Sparrows Point plant in good times

Sparrows Point plant in good times

Even better, an investment group with deep pockets and strong local connections is negotiating to buy most of the Bethlehem Steel land in southeastern Baltimore County.

Jim Davis heads Redwood Capital Investment, which wants to become the new property owner. Davis’ name isn’t as familiar to readers as his cousin, Ravens owner Steve Bisciotti.

The two co-founded a job-staffing service in the 1980s, Aerotek, which morphed into the country’s largest privately held international staffing company — a $10 billion giant called Allegis Group with 12,000 employees and 120,000 contract workers. Its headquarters are in Hanover, not far from Arundel Mills.

Davis went on to purchase Erickson Retirement senior living communities and a host of other real estate and financial investments through Redwood. Now he is seeking most of the Sparrows Point acreage.

The Point’s Potential

If Davis follows the path laid out by a county task force and the Port of Baltimore, The Point some day will be humming with maritime crews, manufacturing and assembly workers, energy operators and distribution and freight employees.

It could be the most promising economic development story for Maryland in decades.

Nowhere in the Northeast is there such an enormous chunk of land already zoned for industrial use.

While 600 acres is heavily contaminated after a century of steel-making, some 2,400 acres won’t need much work to be placed on the market.

A good part of it overlooks the Chesapeake Bay — six linear miles of deep-water frontage perfectly suited for the port’s expansion needs.

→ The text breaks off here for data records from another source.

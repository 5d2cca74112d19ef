//! In-memory graph storage implementation
//!
//! Nodes live in a hash map keyed by id, edges in an append-only vector.
//! Both sit behind one reader/writer lock: the referential check in
//! `add_edge` reads the node map and writes the edge list, so the two
//! collections are never locked separately.

use super::edge::Edge;
use super::node::Node;
use super::snapshot::{GraphSnapshot, GraphStats};
use super::types::NodeId;
use parking_lot::RwLock;
use std::collections::HashMap;
use thiserror::Error;

/// Broad classification of store failures
#[derive(Debug, Clone, Copy, PartialEq, Eq)]
pub enum ErrorKind {
    /// Malformed input (empty required identifier)
    Validation,
    /// Edge references a node that does not exist
    Referential,
}

/// Errors that can occur during graph operations
#[derive(Error, Debug, Clone, PartialEq, Eq)]
pub enum GraphError {
    #[error("node ID cannot be empty")]
    EmptyNodeId,

    #[error("edge From and To cannot be empty")]
    EmptyEdgeEndpoint,

    #[error("source node {0} does not exist")]
    InvalidEdgeSource(NodeId),

    #[error("target node {0} does not exist")]
    InvalidEdgeTarget(NodeId),
}

impl GraphError {
    pub fn kind(&self) -> ErrorKind {
        match self {
            GraphError::EmptyNodeId | GraphError::EmptyEdgeEndpoint => ErrorKind::Validation,
            GraphError::InvalidEdgeSource(_) | GraphError::InvalidEdgeTarget(_) => {
                ErrorKind::Referential
            }
        }
    }
}

pub type GraphResult<T> = Result<T, GraphError>;

#[derive(Debug, Default)]
struct GraphData {
    /// Node storage: NodeId -> Node
    nodes: HashMap<NodeId, Node>,

    /// Edges in insertion order
    edges: Vec<Edge>,
}

/// In-memory graph storage
///
/// All methods take `&self`; share the store between tasks with
/// `Arc<GraphStore>`. Reads return owned copies, never references into
/// the guarded collections.
#[derive(Debug, Default)]
pub struct GraphStore {
    data: RwLock<GraphData>,
}

impl GraphStore {
    /// Create a new empty graph store
    pub fn new() -> Self {
        GraphStore {
            data: RwLock::new(GraphData::default()),
        }
    }

    /// Insert a node, replacing any node stored under the same id
    ///
    /// Replacement is total: properties of the previous node are dropped,
    /// not merged.
    pub fn add_node(&self, node: Node) -> GraphResult<()> {
        if node.id.is_empty() {
            return Err(GraphError::EmptyNodeId);
        }

        let mut data = self.data.write();
        data.nodes.insert(node.id.clone(), node);
        Ok(())
    }

    /// Append an edge between two existing nodes
    ///
    /// The source is checked before the target, so a missing source is
    /// reported even when the target is missing too. Duplicate edges are
    /// accepted as-is.
    pub fn add_edge(&self, mut edge: Edge) -> GraphResult<()> {
        if edge.from.is_empty() || edge.to.is_empty() {
            return Err(GraphError::EmptyEdgeEndpoint);
        }
        edge.normalize();

        let mut data = self.data.write();

        // Validate nodes exist
        if !data.nodes.contains_key(&edge.from) {
            return Err(GraphError::InvalidEdgeSource(edge.from));
        }
        if !data.nodes.contains_key(&edge.to) {
            return Err(GraphError::InvalidEdgeTarget(edge.to));
        }

        data.edges.push(edge);
        Ok(())
    }

    /// Look up a node by id
    pub fn get_node(&self, id: &str) -> Option<Node> {
        self.data.read().nodes.get(id).cloned()
    }

    /// Get total number of nodes
    pub fn node_count(&self) -> usize {
        self.data.read().nodes.len()
    }

    /// Get total number of edges
    pub fn edge_count(&self) -> usize {
        self.data.read().edges.len()
    }

    /// Copy out every node and edge together with their counts
    pub fn export(&self) -> GraphSnapshot {
        let data = self.data.read();

        GraphSnapshot {
            nodes: data
                .nodes
                .iter()
                .map(|(id, node)| (id.clone(), node.clone()))
                .collect(),
            edges: data.edges.clone(),
            stats: GraphStats {
                node_count: data.nodes.len(),
                edge_count: data.edges.len(),
            },
        }
    }

    /// Drop all nodes and edges
    pub fn clear(&self) {
        let mut data = self.data.write();
        *data = GraphData::default();
    }
}

#[cfg(test)]
mod tests {
    use super::*;
    use crate::graph::types::PropertyMap;

    fn props(pairs: &[(&str, &str)]) -> PropertyMap {
        pairs
            .iter()
            .map(|(k, v)| (k.to_string(), v.to_string()))
            .collect()
    }

    #[test]
    fn test_add_and_get_node() {
        let store = GraphStore::new();
        let node = Node::new_with_properties("alice", props(&[("team", "core")]));
        store.add_node(node.clone()).unwrap();

        assert_eq!(store.node_count(), 1);
        assert_eq!(store.get_node("alice"), Some(node));
    }

    #[test]
    fn test_get_missing_node() {
        let store = GraphStore::new();
        assert_eq!(store.get_node("nobody"), None);
        assert_eq!(store.node_count(), 0);
    }

    #[test]
    fn test_add_node_empty_id() {
        let store = GraphStore::new();
        let result = store.add_node(Node::new(""));
        assert_eq!(result, Err(GraphError::EmptyNodeId));
        assert_eq!(result.unwrap_err().kind(), ErrorKind::Validation);
        assert_eq!(store.node_count(), 0);
    }

    #[test]
    fn test_readd_node_replaces_properties() {
        let store = GraphStore::new();
        store
            .add_node(Node::new_with_properties("a", props(&[("x", "1")])))
            .unwrap();
        store
            .add_node(Node::new_with_properties("a", props(&[("y", "2")])))
            .unwrap();

        let node = store.get_node("a").unwrap();
        assert_eq!(node.props, props(&[("y", "2")]));
        assert_eq!(store.node_count(), 1);
    }

    #[test]
    fn test_edge_validation() {
        let store = GraphStore::new();
        store.add_node(Node::new("a")).unwrap();

        let result = store.add_edge(Edge::new("", "a"));
        assert_eq!(result, Err(GraphError::EmptyEdgeEndpoint));

        let result = store.add_edge(Edge::new("a", ""));
        assert_eq!(result, Err(GraphError::EmptyEdgeEndpoint));

        // Invalid source node
        let result = store.add_edge(Edge::new("ghost", "a"));
        assert_eq!(result, Err(GraphError::InvalidEdgeSource(NodeId::new("ghost"))));

        // Invalid target node
        let result = store.add_edge(Edge::new("a", "ghost"));
        assert_eq!(result, Err(GraphError::InvalidEdgeTarget(NodeId::new("ghost"))));
        assert_eq!(result.unwrap_err().kind(), ErrorKind::Referential);

        assert_eq!(store.edge_count(), 0);
    }

    #[test]
    fn test_missing_source_reported_first() {
        let store = GraphStore::new();
        let result = store.add_edge(Edge::new("x", "y"));
        assert_eq!(result, Err(GraphError::InvalidEdgeSource(NodeId::new("x"))));
    }

    #[test]
    fn test_edges_keep_insertion_order() {
        let store = GraphStore::new();
        for id in ["a", "b", "c"] {
            store.add_node(Node::new(id)).unwrap();
        }

        let e1 = Edge::new_with_label("a", "b", "first");
        let e2 = Edge::new("c", "a");
        let e3 = Edge::new_with_label("b", "c", "third");
        store.add_edge(e1.clone()).unwrap();
        store.add_edge(e2.clone()).unwrap();
        store.add_edge(e3.clone()).unwrap();

        assert_eq!(store.export().edges, vec![e1, e2, e3]);
    }

    #[test]
    fn test_duplicate_edges_allowed() {
        let store = GraphStore::new();
        store.add_node(Node::new("a")).unwrap();
        store.add_node(Node::new("b")).unwrap();

        let edge = Edge::new_with_label("a", "b", "knows");
        store.add_edge(edge.clone()).unwrap();
        store.add_edge(edge.clone()).unwrap();

        assert_eq!(store.edge_count(), 2);
    }

    #[test]
    fn test_self_loop() {
        let store = GraphStore::new();
        store.add_node(Node::new("a")).unwrap();
        store.add_edge(Edge::new("a", "a")).unwrap();
        assert_eq!(store.edge_count(), 1);
    }

    #[test]
    fn test_empty_label_stored_as_none() {
        let store = GraphStore::new();
        store.add_node(Node::new("a")).unwrap();
        store.add_node(Node::new("b")).unwrap();

        let mut edge = Edge::new("a", "b");
        edge.label = Some("".into());
        store.add_edge(edge).unwrap();

        assert_eq!(store.export().edges[0].label, None);
    }

    #[test]
    fn test_export_stats_match_contents() {
        let store = GraphStore::new();
        store.add_node(Node::new("alice")).unwrap();
        store.add_node(Node::new("bob")).unwrap();
        store
            .add_edge(Edge::new_with_label("alice", "bob", "reports_to"))
            .unwrap();

        let snapshot = store.export();
        assert_eq!(snapshot.stats.node_count, snapshot.nodes.len());
        assert_eq!(snapshot.stats.edge_count, snapshot.edges.len());
        assert_eq!(snapshot.stats, GraphStats { node_count: 2, edge_count: 1 });
    }

    #[test]
    fn test_export_is_a_copy() {
        let store = GraphStore::new();
        store.add_node(Node::new("a")).unwrap();

        let mut snapshot = store.export();
        snapshot.nodes.clear();
        snapshot.edges.push(Edge::new("a", "a"));

        assert_eq!(store.node_count(), 1);
        assert_eq!(store.edge_count(), 0);
    }

    #[test]
    fn test_clear() {
        let store = GraphStore::new();
        store.add_node(Node::new("a")).unwrap();
        store.add_node(Node::new("b")).unwrap();
        store.add_edge(Edge::new("a", "b")).unwrap();

        store.clear();
        assert_eq!(store.node_count(), 0);
        assert_eq!(store.edge_count(), 0);
        assert!(store.export().is_empty());

        // Cleared nodes no longer satisfy the referential check
        let result = store.add_edge(Edge::new("a", "b"));
        assert_eq!(result, Err(GraphError::InvalidEdgeSource(NodeId::new("a"))));
    }

    #[test]
    fn test_clear_empty_store() {
        let store = GraphStore::new();
        store.clear();
        assert_eq!(store.export(), GraphSnapshot::default());
    }
}
//! Edge implementation for the graph store
//!
//! Edges are directed and carry no identity of their own. Several edges
//! with the same endpoints and label may coexist.

use super::types::{Label, NodeId};
use serde::{Deserialize, Serialize};

/// A directed edge in the graph
///
/// Wire form uses capitalized field names (`From`, `To`, `Label`); the
/// lowercase spellings are accepted on input.
#[derive(Debug, Clone, Default, PartialEq, Eq, Serialize, Deserialize)]
pub struct Edge {
    /// Source node (edge goes FROM this node)
    #[serde(rename = "From", alias = "from", default)]
    pub from: NodeId,

    /// Target node (edge goes TO this node)
    #[serde(rename = "To", alias = "to", default)]
    pub to: NodeId,

    /// Optional relationship label
    #[serde(
        rename = "Label",
        alias = "label",
        default,
        skip_serializing_if = "label_is_absent"
    )]
    pub label: Option<Label>,
}

fn label_is_absent(label: &Option<Label>) -> bool {
    label.as_ref().map_or(true, Label::is_empty)
}

impl Edge {
    /// Create an unlabeled edge
    pub fn new(from: impl Into<NodeId>, to: impl Into<NodeId>) -> Self {
        Edge {
            from: from.into(),
            to: to.into(),
            label: None,
        }
    }

    /// Create a labeled edge
    pub fn new_with_label(
        from: impl Into<NodeId>,
        to: impl Into<NodeId>,
        label: impl Into<Label>,
    ) -> Self {
        Edge::new(from, to).normalized_with(Some(label.into()))
    }

    /// Label as a plain string, if any
    pub fn label_str(&self) -> Option<&str> {
        self.label.as_ref().map(Label::as_str)
    }

    /// Collapse an empty label into "no label"
    pub(crate) fn normalize(&mut self) {
        if label_is_absent(&self.label) {
            self.label = None;
        }
    }

    fn normalized_with(mut self, label: Option<Label>) -> Self {
        self.label = label;
        self.normalize();
        self
    }
}
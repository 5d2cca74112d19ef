//! Snapshot statistics — counts, density, connectivity and degree rankings
//!
//! Works on an exported `GraphSnapshot`, so it runs the same against
//! `EmbeddedClient` and `RemoteClient`. The snapshot is read as a simple
//! directed graph: parallel edges with the same `From`/`To` collapse into
//! one link, and an edge endpoint missing from `nodes` still counts as a
//! node.

use edgeline::{GraphSnapshot, NodeId};
use serde::{Deserialize, Serialize};
use std::collections::{BTreeMap, BTreeSet};

/// Number of entries kept in each degree ranking by default
pub const DEFAULT_TOP: usize = 10;

/// A node and its degree in one direction
#[derive(Debug, Clone, PartialEq, Eq, Serialize, Deserialize)]
pub struct DegreeEntry {
    pub id: NodeId,
    pub degree: usize,
}

/// Summary statistics for one snapshot
#[derive(Debug, Clone, PartialEq, Serialize, Deserialize)]
pub struct GraphAnalysis {
    /// Distinct nodes, including endpoints only named by edges
    pub nodes: usize,
    /// Distinct directed links (parallel edges counted once)
    pub edges: usize,
    /// `edges / (nodes * (nodes - 1))`; 0 with fewer than two nodes
    pub density: f64,
    /// Every node reachable from every other ignoring direction
    pub weakly_connected: bool,
    pub top_in_degree: Vec<DegreeEntry>,
    pub top_out_degree: Vec<DegreeEntry>,
}

impl GraphAnalysis {
    /// Analyze `snapshot`, keeping at most `top` entries per ranking
    pub fn from_snapshot(snapshot: &GraphSnapshot, top: usize) -> Self {
        let mut ids: BTreeSet<&NodeId> = snapshot.nodes.keys().collect();
        let mut links: BTreeSet<(&NodeId, &NodeId)> = BTreeSet::new();
        for edge in &snapshot.edges {
            ids.insert(&edge.from);
            ids.insert(&edge.to);
            links.insert((&edge.from, &edge.to));
        }

        let mut in_degree: BTreeMap<&NodeId, usize> = ids.iter().map(|id| (*id, 0)).collect();
        let mut out_degree = in_degree.clone();
        for (from, to) in &links {
            *out_degree.entry(*from).or_default() += 1;
            *in_degree.entry(*to).or_default() += 1;
        }

        let nodes = ids.len();
        let edges = links.len();
        let density = if nodes < 2 {
            0.0
        } else {
            edges as f64 / (nodes as f64 * (nodes as f64 - 1.0))
        };

        GraphAnalysis {
            nodes,
            edges,
            density,
            weakly_connected: is_weakly_connected(&ids, &links),
            top_in_degree: rank(&in_degree, top),
            top_out_degree: rank(&out_degree, top),
        }
    }
}

/// Highest degree first; ties broken by id so output is stable
fn rank(degrees: &BTreeMap<&NodeId, usize>, top: usize) -> Vec<DegreeEntry> {
    let mut entries: Vec<DegreeEntry> = degrees
        .iter()
        .map(|(id, degree)| DegreeEntry {
            id: (*id).clone(),
            degree: *degree,
        })
        .collect();
    entries.sort_by(|a, b| b.degree.cmp(&a.degree).then_with(|| a.id.cmp(&b.id)));
    entries.truncate(top);
    entries
}

/// Union-find over undirected links; an empty graph is not connected
fn is_weakly_connected(ids: &BTreeSet<&NodeId>, links: &BTreeSet<(&NodeId, &NodeId)>) -> bool {
    if ids.is_empty() {
        return false;
    }

    let index: BTreeMap<&NodeId, usize> = ids.iter().enumerate().map(|(i, id)| (*id, i)).collect();
    let mut parent: Vec<usize> = (0..ids.len()).collect();

    fn find(parent: &mut [usize], mut i: usize) -> usize {
        while parent[i] != i {
            parent[i] = parent[parent[i]];
            i = parent[i];
        }
        i
    }

    let mut components = ids.len();
    for (from, to) in links {
        let a = find(&mut parent, index[from]);
        let b = find(&mut parent, index[to]);
        if a != b {
            parent[a] = b;
            components -= 1;
        }
    }
    components == 1
}
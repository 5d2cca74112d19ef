//! Server configuration

use std::time::Duration;

/// Server configuration
#[derive(Debug, Clone, PartialEq)]
pub struct ServerConfig {
    /// Bind address
    pub address: String,
    /// Port
    pub port: u16,
    /// Upper bound on handling a single request
    pub request_timeout: Duration,
    /// How long in-flight requests may run after a shutdown signal
    pub shutdown_grace: Duration,
    /// Allowed CORS origins (empty = any origin)
    pub cors_origins: Vec<String>,
}

impl Default for ServerConfig {
    fn default() -> Self {
        Self {
            address: "0.0.0.0".to_string(),
            port: 8080,
            request_timeout: Duration::from_secs(15),
            shutdown_grace: Duration::from_secs(30),
            cors_origins: Vec::new(),
        }
    }
}

impl ServerConfig {
    /// `address:port` string suitable for `TcpListener::bind`
    pub fn socket_addr(&self) -> String {
        format!("{}:{}", self.address, self.port)
    }

    /// Parse a comma-separated origin list, dropping blank entries
    pub fn parse_origins(raw: &str) -> Vec<String> {
        raw.split(',')
            .map(str::trim)
            .filter(|o| !o.is_empty())
            .map(String::from)
            .collect()
    }

    pub fn is_cors_permissive(&self) -> bool {
        self.cors_origins.is_empty()
    }
}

Sparrows Point redevelopment area

Sparrows Point redevelopment area

If Baltimore is to take full advantage of a widened Panama Canal in 2016, it needs additional berths for the giant “post-Panamax” container ships (more than three football fields long) that require 50-foot channels and extra-long cranes.

Sparrows Point already has a 45-foot iron ore pier that could handle roll-on, roll-off cargo like automobiles and farm equipment; a second pier ideal for barges and smaller vessels; a short-line railroad that links to both CSX and Norfolk Southern tracks, and lots and lots of cargo storage space.

Dredge Deposit Site

There’s also Coke Point, where port officials want to deposit tons of dredged harbor muck over the next decade or two. Once filled in, this “de-watered” land can be prepared for use as a state-of-the-art, deepwater super-cargo berth similar to Seagirt Marine Terminal, built on dredged material from construction of the Fort McHenry Tunnel.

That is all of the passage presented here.